July 15, 2016 – When astronauts travel far beyond Earth on the journey to Mars, keeping them healthy in space will be critically important. They’ll need to be in top physical form when they make it to their destination so they can effectively pioneer new frontiers and be able to recover relatively quickly when back on Earth.
While engineers across NASA and industry are working to build the Orion spacecraft and Space Launch System rocket that will venture to deep space for the first time together on the uncrewed Exploration Mission-1 in 2018, a group of NASA engineers and scientists have made it their objective to find answers to an important question that must be answered to make deep space missions with crew successful – how do you take what we know about the exercise equipment needed to keep astronauts healthy and fit in space and make it exponentially smaller, lighter and more robust while also offering the same benefits?
To exercise in Orion beginning on Exploration Mission-2, the first mission of the spacecraft with crew, astronauts will use the Resistive Overload Combined with Kinetic Yo-Yo (ROCKY) device, developed by Zin Technologies of Middleburg Heights, Ohio.
“ROCKY is an ultra-compact, lightweight exercise device that meets the exercise and medical requirements that we have for Orion missions,” said Gail Perusek, deputy project manager for NASA’s Human Research Program’s Exploration Exercise Equipment project. “The International Space Station’s exercise devices are effective but are too big for Orion, so we had to find a way to make exercising in Orion feasible.”
On the space station, astronauts have a treadmill, resistive exercise device and a cycle ergometer that collectively weigh more than 4,000 pounds and occupy about 850 cubic feet within the space station. Astronauts workout on this equipment for more than two hours a day to stay healthy during their multi-month stays in space. ROCKY will be about the size of a large shoe box, weigh approximately 20 pounds and take up about one cubic foot of room.

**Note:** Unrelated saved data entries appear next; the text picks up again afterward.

//! Core domain model for Frictionary suggestions and votes.

use std::collections::HashSet;

use chrono::{DateTime, Utc};
use serde::{Deserialize, Serialize};
use thiserror::Error;

pub const CRATE_NAME: &str = "frictionary-core";

/// Identity key of a suggestion: `site:title`.
pub fn suggestion_id(site: &str, title: &str) -> String {
    format!("{site}:{title}")
}

/// Freshly extracted article excerpt; the handoff contract from adapters into storage.
#[derive(Debug, Clone, PartialEq, Serialize, Deserialize)]
pub struct SuggestionDraft {
    pub site: String,
    pub title: String,
    pub excerpt: String,
    #[serde(rename = "ref")]
    pub reference_url: String,
    pub fetched_at: DateTime<Utc>,
}

impl SuggestionDraft {
    pub fn id(&self) -> String {
        suggestion_id(&self.site, &self.title)
    }
}

#[derive(Debug, Clone, Copy, PartialEq, Eq, Default, Serialize, Deserialize)]
pub struct VoteTally {
    pub positive: u64,
    pub negative: u64,
    pub total: i64,
}

impl VoteTally {
    pub fn from_counts(positive: u64, negative: u64) -> Self {
        Self {
            positive,
            negative,
            total: positive as i64 - negative as i64,
        }
    }

    pub fn apply(&mut self, sign: VoteSign) {
        match sign {
            VoteSign::Up => self.positive += 1,
            VoteSign::Down => self.negative += 1,
        }
        self.total = self.positive as i64 - self.negative as i64;
    }
}

#[derive(Debug, Clone, Copy, PartialEq, Eq, Hash, Serialize, Deserialize)]
pub enum VoteSign {
    Up,
    Down,
}

impl VoteSign {
    pub fn as_i64(self) -> i64 {
        match self {
            VoteSign::Up => 1,
            VoteSign::Down => -1,
        }
    }
}

#[derive(Debug, Clone, Copy, PartialEq, Eq, Error)]
#[error("vote must be +1 or -1, got {0}")]
pub struct InvalidVote(pub i64);

impl TryFrom<i64> for VoteSign {
    type Error = InvalidVote;

    fn try_from(value: i64) -> Result<Self, Self::Error> {
        match value {
            1 => Ok(VoteSign::Up),
            -1 => Ok(VoteSign::Down),
            other => Err(InvalidVote(other)),
        }
    }
}

/// Stored, votable suggestion as owned by the suggestion store.
#[derive(Debug, Clone, PartialEq, Serialize, Deserialize)]
pub struct Suggestion {
    pub id: String,
    pub site: String,
    pub title: String,
    pub excerpt: String,
    #[serde(rename = "ref")]
    pub reference_url: String,
    pub fetched_at: DateTime<Utc>,
    pub votes: VoteTally,
    #[serde(skip_serializing)]
    #[serde(default)]
    pub sampling_key: f64,
}

impl Suggestion {
    pub fn from_draft(draft: SuggestionDraft, votes: VoteTally, sampling_key: f64) -> Self {
        Self {
            id: draft.id(),
            site: draft.site,
            title: draft.title,
            excerpt: draft.excerpt,
            reference_url: draft.reference_url,
            fetched_at: draft.fetched_at,
            votes,
            sampling_key,
        }
    }
}

/// Session-scoped, insertion-ordered set of suggestion ids already shown to a client.
#[derive(Debug, Clone, Default, PartialEq, Eq, Serialize, Deserialize)]
#[serde(from = "Vec<String>", into = "Vec<String>")]
pub struct SeenSet {
    order: Vec<String>,
    index: HashSet<String>,
}

impl SeenSet {
    pub fn new() -> Self {
        Self::default()
    }

    pub fn contains(&self, id: &str) -> bool {
        self.index.contains(id)
    }

    pub fn insert(&mut self, id: impl Into<String>) -> bool {
        let id = id.into();
        if !self.index.insert(id.clone()) {
            return false;
        }
        self.order.push(id);
        true
    }

    pub fn extend<I, S>(&mut self, ids: I)
    where
        I: IntoIterator<Item = S>,
        S: Into<String>,
    {
        for id in ids {
            self.insert(id);
        }
    }

    pub fn len(&self) -> usize {
        self.order.len()
    }

    pub fn is_empty(&self) -> bool {
        self.order.is_empty()
    }

    pub fn iter(&self) -> impl Iterator<Item = &str> {
        self.order.iter().map(String::as_str)
    }
}

impl From<Vec<String>> for SeenSet {
    fn from(ids: Vec<String>) -> Self {
        ids.into_iter().collect()
    }
}

impl From<SeenSet> for Vec<String> {
    fn from(set: SeenSet) -> Self {
        set.order
    }
}

impl<S: Into<String>> FromIterator<S> for SeenSet {
    fn from_iter<I: IntoIterator<Item = S>>(iter: I) -> Self {
        let mut set = SeenSet::new();
        set.extend(iter);
        set
    }
}
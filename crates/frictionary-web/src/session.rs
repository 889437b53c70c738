//! Cookie-scoped seen sets.

use std::num::NonZeroUsize;
use std::sync::{Mutex, MutexGuard, PoisonError};

use axum::http::{header, HeaderMap, HeaderValue};
use frictionary_core::SeenSet;
use lru::LruCache;
use uuid::Uuid;

pub const SESSION_COOKIE: &str = "frictionary_sid";

/// Seen sets of recent sessions; the least recently used session is dropped once
/// `capacity` sessions are held.
#[derive(Debug)]
pub struct SessionStore {
    sessions: Mutex<LruCache<String, SeenSet>>,
}

impl SessionStore {
    pub fn new(capacity: NonZeroUsize) -> Self {
        Self {
            sessions: Mutex::new(LruCache::new(capacity)),
        }
    }

    fn lock(&self) -> MutexGuard<'_, LruCache<String, SeenSet>> {
        self.sessions.lock().unwrap_or_else(PoisonError::into_inner)
    }

    pub fn seen(&self, session_id: &str) -> SeenSet {
        self.lock().get(session_id).cloned().unwrap_or_default()
    }

    pub fn mark_seen(&self, session_id: &str, ids: &[String]) {
        let mut sessions = self.lock();
        sessions
            .get_or_insert_mut(session_id.to_string(), SeenSet::new)
            .extend(ids.iter().cloned());
    }

    pub fn len(&self) -> usize {
        self.lock().len()
    }

    pub fn is_empty(&self) -> bool {
        self.len() == 0
    }
}

impl Default for SessionStore {
    fn default() -> Self {
        Self::new(NonZeroUsize::new(100_000).unwrap_or(NonZeroUsize::MIN))
    }
}

/// The session id carried by the request cookie, if it is a well-formed one.
pub fn session_from_headers(headers: &HeaderMap) -> Option<String> {
    headers
        .get_all(header::COOKIE)
        .iter()
        .filter_map(|v| v.to_str().ok())
        .flat_map(|v| v.split(';'))
        .filter_map(|pair| pair.trim().split_once('='))
        .find(|(name, _)| *name == SESSION_COOKIE)
        .and_then(|(_, value)| Uuid::parse_str(value.trim()).ok())
        .map(|id| id.to_string())
}

pub fn new_session_id() -> String {
    Uuid::new_v4().to_string()
}

pub fn session_cookie(session_id: &str) -> Option<HeaderValue> {
    HeaderValue::from_str(&format!(
        "{SESSION_COOKIE}={session_id}; Path=/; HttpOnly; SameSite=Lax"
    ))
    .ok()
}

“Our long-term goal is to develop a device that’s going to work for us for exploration,” said Cindy Haven, project manager for the Exploration Exercise Equipment Project. “Between now and the mission, we’ll have different phases where we’re going to evaluate it for functionality, usability and durability to refine its design.”
Astronauts will be able to use the device like a rowing machine for aerobic activity and for strength training with loads of up to 400 pounds to perform exercises such as squats, deadlifts and heel raises, as well as upper body exercises like bicep curls and upright rows. The device can be customized with specific workouts for individual astronauts. It will also incorporate the best features from a second device evaluated during the selection process called the Device for Aerobic and Resistive Training, or DART, developed by TDA Research in Denver, under NASA’s Small Business Innovation Research Program, including a servo-motor programmed to deliver a load profile that feels very similar as free weights to the exercising astronaut’s muscles.

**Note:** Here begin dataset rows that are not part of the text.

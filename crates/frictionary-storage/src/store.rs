//! Suggestion store contract and the caching/sampling layer on top of a backend.

use std::collections::HashSet;
use std::sync::Arc;
use std::time::Duration;

use async_trait::async_trait;
use chrono::{DateTime, Utc};
use frictionary_core::{Suggestion, SuggestionDraft, VoteSign, VoteTally};
use thiserror::Error;
use tracing::{debug, info};

use crate::top_cache::TopScoreCache;

#[derive(Debug, Error)]
pub enum StoreError {
    #[error("no suggestion with id {0}")]
    NotFound(String),
    #[error("database error: {0}")]
    Database(#[from] sqlx::Error),
    #[error("migration failed: {0}")]
    Migrate(#[from] sqlx::migrate::MigrateError),
}

/// One range query over the sampling key: keys `>= pivot` ascending, or `<= pivot` descending.
#[derive(Debug, Clone, Copy, PartialEq)]
pub struct SampleRange {
    pub pivot: f64,
    pub descending: bool,
}

impl SampleRange {
    pub fn random() -> Self {
        Self {
            pivot: rand::random::<f64>(),
            descending: rand::random::<bool>(),
        }
    }

    /// The range covering the other side of the same pivot.
    pub fn complement(self) -> Self {
        Self {
            pivot: self.pivot,
            descending: !self.descending,
        }
    }

    pub fn admits(&self, sampling_key: f64) -> bool {
        if self.descending {
            sampling_key <= self.pivot
        } else {
            sampling_key >= self.pivot
        }
    }
}

/// Keyed suggestion storage. Implementations own the data; callers get copies.
#[async_trait]
pub trait SuggestionBackend: Send + Sync {
    /// Merge-write by identity key. Vote tallies and sampling keys of existing rows are kept.
    async fn upsert_many(&self, drafts: &[SuggestionDraft]) -> Result<Vec<Suggestion>, StoreError>;

    async fn record_vote(&self, id: &str, sign: VoteSign) -> Result<VoteTally, StoreError>;

    /// Site suggestions by descending vote total, ties by id.
    async fn top_by_score(&self, site: &str, limit: usize) -> Result<Vec<Suggestion>, StoreError>;

    async fn sample(
        &self,
        site: &str,
        range: SampleRange,
        limit: usize,
    ) -> Result<Vec<Suggestion>, StoreError>;

    /// Deletes suggestions fetched before `cutoff` whose vote total is `<= 0`.
    async fn prune_outdated(&self, cutoff: DateTime<Utc>) -> Result<u64, StoreError>;
}

#[derive(Debug, Clone, Copy)]
pub struct StoreConfig {
    pub top_cache_ttl: Duration,
    pub sample_retries: usize,
}

impl Default for StoreConfig {
    fn default() -> Self {
        Self {
            top_cache_ttl: Duration::from_secs(60 * 60),
            sample_retries: 5,
        }
    }
}

pub struct SuggestionStore {
    backend: Arc<dyn SuggestionBackend>,
    top_cache: TopScoreCache,
    sample_retries: usize,
}

impl SuggestionStore {
    pub fn new(backend: Arc<dyn SuggestionBackend>, config: StoreConfig) -> Self {
        Self {
            backend,
            top_cache: TopScoreCache::new(config.top_cache_ttl),
            sample_retries: config.sample_retries,
        }
    }

    pub async fn upsert_many(&self, drafts: &[SuggestionDraft]) -> Result<Vec<Suggestion>, StoreError> {
        debug!(count = drafts.len(), "saving suggestions");
        self.backend.upsert_many(drafts).await
    }

    pub async fn record_vote(&self, id: &str, sign: VoteSign) -> Result<VoteTally, StoreError> {
        debug!(id, vote = sign.as_i64(), "recording vote");
        self.backend.record_vote(id, sign).await
    }

    /// Top suggestions for `site`, served from a TTL cache keyed by `(site, limit)`.
    /// Concurrent misses on one key share a single backend query.
    pub async fn top_by_score(&self, site: &str, limit: usize) -> Result<Vec<Suggestion>, StoreError> {
        let top = self
            .top_cache
            .get_or_load(site, limit, || async {
                debug!(site, limit, "fetching top suggestions");
                self.backend.top_by_score(site, limit).await
            })
            .await?;
        Ok(top.as_ref().clone())
    }

    /// Up to `limit` distinct suggestions for `site`, picked by random range queries.
    ///
    /// The first retry queries the complementary range of the first one, so a site
    /// holding fewer than `limit` suggestions yields all of them. Further retries use
    /// fresh pivots; after `sample_retries` retries the short list is returned.
    pub async fn random_sample(&self, site: &str, limit: usize) -> Result<Vec<Suggestion>, StoreError> {
        let mut collected: Vec<Suggestion> = Vec::with_capacity(limit);
        let mut ids = HashSet::new();
        let first = SampleRange::random();
        let mut range = first;

        for attempt in 0..=self.sample_retries {
            let wanted = limit - collected.len();
            if wanted == 0 {
                break;
            }
            debug!(site, wanted, attempt, "fetching random suggestions");

            let batch = self.backend.sample(site, range, wanted).await?;
            for suggestion in batch {
                if collected.len() == limit {
                    break;
                }
                if suggestion.site == site && ids.insert(suggestion.id.clone()) {
                    collected.push(suggestion);
                }
            }

            range = if attempt == 0 {
                first.complement()
            } else {
                SampleRange::random()
            };
        }

        debug!(site, limit, loaded = collected.len(), "loaded random suggestions");
        Ok(collected)
    }

    pub async fn prune_outdated(&self, cutoff: DateTime<Utc>) -> Result<u64, StoreError> {
        let removed = self.backend.prune_outdated(cutoff).await?;
        info!(removed, %cutoff, "removed outdated suggestions");
        Ok(removed)
    }
}

#[cfg(test)]
mod tests {
    use super::*;
    use crate::MemoryBackend;
    use chrono::{Duration as ChronoDuration, TimeZone};
    use std::sync::atomic::{AtomicUsize, Ordering};

    fn ts(hour: u32) -> DateTime<Utc> {
        Utc.with_ymd_and_hms(2026, 3, 1, hour, 0, 0).single().unwrap()
    }

    fn draft(site: &str, title: &str) -> SuggestionDraft {
        SuggestionDraft {
            site: site.to_string(),
            title: title.to_string(),
            excerpt: format!("<b>{title}</b> is a thing."),
            reference_url: format!("https://{site}.example/w/index.php?title={title}"),
            fetched_at: ts(12),
        }
    }

    fn store_with(backend: Arc<dyn SuggestionBackend>) -> SuggestionStore {
        SuggestionStore::new(backend, StoreConfig::default())
    }

    async fn seeded_store(site: &str, count: usize) -> SuggestionStore {
        let store = store_with(Arc::new(MemoryBackend::new()));
        let drafts: Vec<_> = (0..count).map(|i| draft(site, &format!("T{i}"))).collect();
        store.upsert_many(&drafts).await.unwrap();
        store
    }

    #[tokio::test]
    async fn random_sample_is_bounded_distinct_and_site_scoped() {
        let store = seeded_store("a", 40).await;
        store.upsert_many(&[draft("b", "Other")]).await.unwrap();

        for _ in 0..20 {
            let sample = store.random_sample("a", 10).await.unwrap();
            assert!(sample.len() <= 10);
            assert!(sample.iter().all(|s| s.site == "a"));
            let ids: HashSet<_> = sample.iter().map(|s| s.id.clone()).collect();
            assert_eq!(ids.len(), sample.len());
        }
    }

    #[tokio::test]
    async fn random_sample_returns_everything_when_site_is_small() {
        let store = seeded_store("a", 3).await;
        for _ in 0..20 {
            assert_eq!(store.random_sample("a", 10).await.unwrap().len(), 3);
        }
        assert!(store.random_sample("missing", 10).await.unwrap().is_empty());
    }

    #[tokio::test]
    async fn random_sample_gives_up_after_bounded_retries() {
        struct CountingBackend {
            inner: MemoryBackend,
            range_queries: AtomicUsize,
        }

        #[async_trait]
        impl SuggestionBackend for CountingBackend {
            async fn upsert_many(&self, drafts: &[SuggestionDraft]) -> Result<Vec<Suggestion>, StoreError> {
                self.inner.upsert_many(drafts).await
            }
            async fn record_vote(&self, id: &str, sign: VoteSign) -> Result<VoteTally, StoreError> {
                self.inner.record_vote(id, sign).await
            }
            async fn top_by_score(&self, site: &str, limit: usize) -> Result<Vec<Suggestion>, StoreError> {
                self.inner.top_by_score(site, limit).await
            }
            async fn sample(&self, site: &str, range: SampleRange, limit: usize) -> Result<Vec<Suggestion>, StoreError> {
                self.range_queries.fetch_add(1, Ordering::SeqCst);
                self.inner.sample(site, range, limit).await
            }
            async fn prune_outdated(&self, cutoff: DateTime<Utc>) -> Result<u64, StoreError> {
                self.inner.prune_outdated(cutoff).await
            }
        }

        let backend = Arc::new(CountingBackend {
            inner: MemoryBackend::new(),
            range_queries: AtomicUsize::new(0),
        });
        let store = store_with(backend.clone());
        store.upsert_many(&[draft("a", "Only")]).await.unwrap();

        let sample = store.random_sample("a", 5).await.unwrap();
        assert_eq!(sample.len(), 1);
        assert_eq!(backend.range_queries.load(Ordering::SeqCst), 6);
    }

    #[tokio::test]
    async fn top_by_score_is_cached_per_site_and_limit() {
        let store = seeded_store("a", 3).await;
        let before = store.top_by_score("a", 10).await.unwrap();
        assert!(before.iter().all(|s| s.votes.total == 0));

        store.record_vote("a:T2", VoteSign::Up).await.unwrap();
        let cached = store.top_by_score("a", 10).await.unwrap();
        assert_eq!(cached, before);

        let other_limit = store.top_by_score("a", 2).await.unwrap();
        assert_eq!(other_limit[0].id, "a:T2");
        assert_eq!(other_limit.len(), 2);
    }

    #[tokio::test]
    async fn prune_keeps_net_positive_regardless_of_age() {
        let store = store_with(Arc::new(MemoryBackend::new()));
        let mut old = draft("a", "Old");
        old.fetched_at = ts(1);
        let mut old_popular = draft("a", "OldPopular");
        old_popular.fetched_at = ts(1);
        let mut old_disliked = draft("a", "OldDisliked");
        old_disliked.fetched_at = ts(1);
        let fresh = draft("a", "Fresh");
        store
            .upsert_many(&[old, old_popular, old_disliked, fresh])
            .await
            .unwrap();
        store.record_vote("a:OldPopular", VoteSign::Up).await.unwrap();
        store.record_vote("a:OldDisliked", VoteSign::Down).await.unwrap();

        let removed = store.prune_outdated(ts(1) + ChronoDuration::hours(1)).await.unwrap();
        assert_eq!(removed, 2);

        let remaining: HashSet<_> = store
            .random_sample("a", 10)
            .await
            .unwrap()
            .into_iter()
            .map(|s| s.title)
            .collect();
        assert_eq!(
            remaining,
            HashSet::from(["OldPopular".to_string(), "Fresh".to_string()])
        );
    }

    #[test]
    fn complement_range_covers_the_other_side() {
        let range = SampleRange {
            pivot: 0.4,
            descending: false,
        };
        assert!(range.admits(0.9));
        assert!(!range.admits(0.1));
        assert!(range.complement().admits(0.1));
        assert!(range.complement().admits(0.4));
    }
}
//! Article source adapters, excerpt extraction and the suggestion fetch loop.

use frictionary_storage::FetchError;
use thiserror::Error;

pub mod extract;
pub mod fetcher;
pub mod source;

pub use extract::{ExcerptExtractor, Extraction, LeadParagraphExtractor, RejectReason};
pub use fetcher::{FetchOutcome, SuggestionFetcher, WikiSite};
pub use source::{
    ArticleSource, Continuation, FixtureArticleSource, ListingRequest, MediaWikiSource, RandomBatch,
};

pub const CRATE_NAME: &str = "frictionary-adapters";

#[derive(Debug, Error)]
pub enum AdapterError {
    #[error("{0}")]
    Message(String),
    #[error(transparent)]
    Fetch(#[from] FetchError),
    #[error("malformed response: {0}")]
    Decode(String),
}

After an Orion launch, the crew’s seats will be collapsed to provide more interior space for the astronauts inside. ROCKY will be located near the side hatch of the spacecraft that astronauts will use to get in and out.

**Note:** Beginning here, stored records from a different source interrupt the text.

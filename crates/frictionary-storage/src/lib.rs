//! Suggestion persistence + rate-limited HTTP fetch utilities for Frictionary.

pub mod http;
pub mod memory;
pub mod postgres;
pub mod store;
mod top_cache;

pub use http::{FetchError, FetchedResponse, HttpClientConfig, HttpFetcher, RetryPolicy};
pub use memory::MemoryBackend;
pub use postgres::PgBackend;
pub use store::{SampleRange, StoreConfig, StoreError, SuggestionBackend, SuggestionStore};

pub const CRATE_NAME: &str = "frictionary-storage";
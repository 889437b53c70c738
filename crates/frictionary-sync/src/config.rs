use std::path::{Path, PathBuf};
use std::str::FromStr;

use anyhow::{Context, Result};
use serde::{Deserialize, Serialize};
use tokio::fs;
use tracing::warn;

#[derive(Debug, Clone, Deserialize)]
pub struct SiteRegistry {
    pub sites: Vec<SiteConfig>,
}

#[derive(Debug, Clone, Copy, Default, PartialEq, Eq, Deserialize, Serialize)]
#[serde(rename_all = "snake_case")]
pub enum SourceMode {
    #[default]
    Mediawiki,
    Fixture,
}

#[derive(Debug, Clone, Deserialize, Serialize)]
pub struct SiteConfig {
    pub site: String,
    pub base: String,
    #[serde(default)]
    pub info: Option<String>,
    #[serde(default = "default_batch_size")]
    pub batch_size: usize,
    #[serde(default)]
    pub namespace: i64,
    #[serde(default)]
    pub mode: SourceMode,
    /// Directory of `*.html` articles; only read in `fixture` mode.
    #[serde(default)]
    pub fixtures_dir: Option<PathBuf>,
}

fn default_batch_size() -> usize {
    10
}

impl SiteRegistry {
    pub async fn load(path: &Path) -> Result<Self> {
        let text = fs::read_to_string(path)
            .await
            .with_context(|| format!("reading {}", path.display()))?;
        let registry: SiteRegistry =
            serde_yaml::from_str(&text).with_context(|| format!("parsing {}", path.display()))?;
        registry.validate()?;
        Ok(registry)
    }

    fn validate(&self) -> Result<()> {
        let mut seen = std::collections::HashSet::new();
        for site in &self.sites {
            anyhow::ensure!(!site.site.is_empty(), "site entry with empty id");
            anyhow::ensure!(seen.insert(site.site.as_str()), "duplicate site {}", site.site);
            anyhow::ensure!(site.batch_size > 0, "site {} has batch_size 0", site.site);
            if site.mode == SourceMode::Fixture {
                anyhow::ensure!(
                    site.fixtures_dir.is_some(),
                    "fixture site {} needs fixtures_dir",
                    site.site
                );
            }
        }
        Ok(())
    }
}

#[derive(Debug, Clone)]
pub struct AppConfig {
    /// Postgres connection string; the in-memory backend is used when unset.
    pub database_url: Option<String>,
    pub http_port: u16,
    pub user_agent_contact: String,
    pub outdated_days: i64,
    pub page_size: usize,
    pub random_multiplier: usize,
    pub top_limit: usize,
    pub top_cache_secs: u64,
    pub http_timeout_secs: u64,
    pub max_fetch_attempts: usize,
    pub sites_file: PathBuf,
    pub scheduler_enabled: bool,
    pub prune_cron: String,
    pub vote_sweep_cron: String,
}

fn env_or<T: FromStr>(key: &str, default: T) -> T {
    std::env::var(key)
        .ok()
        .and_then(|v| v.trim().parse().ok())
        .unwrap_or(default)
}

/// `1/true/yes/on` and `0/false/no/off`, any case.
fn parse_flag(value: &str) -> Option<bool> {
    match value.trim().to_ascii_lowercase().as_str() {
        "1" | "true" | "yes" | "on" => Some(true),
        "0" | "false" | "no" | "off" => Some(false),
        _ => None,
    }
}

fn flag_or(key: &str, default: bool) -> bool {
    let Ok(value) = std::env::var(key) else {
        return default;
    };
    parse_flag(&value).unwrap_or_else(|| {
        warn!(key, value, default, "unrecognised boolean, using default");
        default
    })
}

impl AppConfig {
    pub fn from_env() -> Self {
        Self {
            database_url: std::env::var("DATABASE_URL").ok().filter(|v| !v.is_empty()),
            http_port: env_or("FRICTIONARY_HTTP_PORT", 3000),
            user_agent_contact: std::env::var("FRICTIONARY_USER_AGENT_CONTACT")
                .unwrap_or_else(|_| "https://github.com/frictionary/frictionary".to_string()),
            outdated_days: env_or("FRICTIONARY_OUTDATED_DAYS", 14),
            page_size: env_or("FRICTIONARY_PAGE_SIZE", 10),
            random_multiplier: env_or("FRICTIONARY_RANDOM_MULTIPLIER", 4),
            top_limit: env_or("FRICTIONARY_TOP_LIMIT", 2048),
            top_cache_secs: env_or("FRICTIONARY_TOP_CACHE_SECS", 3600),
            http_timeout_secs: env_or("FRICTIONARY_HTTP_TIMEOUT_SECS", 20),
            max_fetch_attempts: env_or("FRICTIONARY_MAX_FETCH_ATTEMPTS", 8),
            sites_file: std::env::var("FRICTIONARY_SITES_FILE")
                .map(PathBuf::from)
                .unwrap_or_else(|_| PathBuf::from("sites.yaml")),
            scheduler_enabled: flag_or("FRICTIONARY_SCHEDULER_ENABLED", true),
            prune_cron: std::env::var("FRICTIONARY_PRUNE_CRON")
                .unwrap_or_else(|_| "0 0 4 * * *".to_string()),
            vote_sweep_cron: std::env::var("FRICTIONARY_VOTE_SWEEP_CRON")
                .unwrap_or_else(|_| "0 30 * * * *".to_string()),
        }
    }

    pub fn user_agent(&self) -> String {
        format!("Frictionary/1.0 (+{}) reqwest", self.user_agent_contact)
    }

    pub fn outdated_after(&self) -> chrono::Duration {
        chrono::Duration::days(self.outdated_days)
    }
}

While Orion’s early missions with crew will last only a matter of weeks, staying fit will also be important in the unlikely event astronauts need to get out of the crew module unassisted after splashdown. NASA’s plans call for recovery personnel to arrive to the landing site shortly after splashdown, but the crew will need to be prepared to exit the spacecraft on their own in sea conditions if they were ever to land off course.
Over the next several years, NASA’s Human Research Program will be refining the device to optimize it not only for near-term Orion missions with crew, but for potential uses on future long-duration missions in Orion that dock with a habitat in the area of space around the moon known as the cis-lunar proving ground. They will be looking at ways to expand its capabilities even further while keeping mass and volume to a minimum.
The team will include engineers and scientists from Glenn Research Center in Cleveland, Ohio and Johnson Space Center in Houston. They will be responsible for building and certifying the hardware for flight on Orion and will incorporate lessons learned from the development of exercise equipment for the space station, recent Mini Exercise Device-2 demonstrations and ground-based research to optimize the device. The team also plans to fly ROCKY on the space station in the coming years.
Lockheed Martin Space Systems of Littleton, Colorado is the prime contractor for the Orion spacecraft.